Closed gdkrmr closed 2 weeks ago
Yep. I was also able to reproduce the issue in neovim.
I wasn't able to reproduce this in any other file, so I am not sure what exactly causes the crash.
The file is quite big, so I'd assume that treesitter takes too much memory when updating and the whole process gets killed.
when the file is truncated to only 758 lines ( removed all the "empty" functions in the file) i see that the parsing fails
Yes. parsing fails because "euler$"
is not a valid string literal in Julia. The problem here is that tree-sitter's error recovery isn't activated.
The crash is happening because tree-sitter-julia's external scanner is not checking the size of the data that it's writing during serialization:
It needs to check that the size doesn't exceed TREE_SITTER_SERIALIZATION_BUFFER_SIZE
.
I opened a Tree-sitter PR to make this kind of error more obvious, and to protect against it when possible (when the grammar is loaded via wasm).
I see that the check is missing, but that doesn't seem to solve the underlying issue.
When the scanner sees the $
, it'll return a STRING_CONTENT
token and return to the parser. Then the parser will fail to match string_interpolation
. So far so good.
What happens after that is less clear. If I understand correctly, the parser doesn't return control to the scanner to match _string_end
, and now all the subsequent strings will fail because the stack was not cleared properly.

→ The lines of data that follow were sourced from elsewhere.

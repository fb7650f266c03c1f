//! Baseline vs. current comparison of BMB benchmark results.
//!
//! Loads two result files, joins them by `(tier, name)`, classifies each
//! percent delta against per-tier thresholds, and renders the outcome as a
//! plaintext report, a JSON document, or GitHub Actions annotations.
//!
//! Run with `cargo run --bin bench-compare -- <baseline.json> <current.json>`.

pub mod cli;
pub mod compare;
pub mod error;
pub mod loader;
pub mod report;
pub mod schema;

pub use crate::compare::{compare, Classification, Comparison, Thresholds};
pub use crate::error::CompareError;
pub use crate::loader::{load_results, parse_results};
pub use crate::schema::{BenchmarkRecord, BenchmarkReport};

Is that what's causing the overflow?
If so, I didn't consider this type of delimiter mismatch when writing the scanner, so I'm open to suggestions on how to improve this.
can something be done as a temporary fix so that neovim doesnt crash ?
its not just the $ that triggers this problem ,
a "
in the buffer before a triple quoted string also triggers this.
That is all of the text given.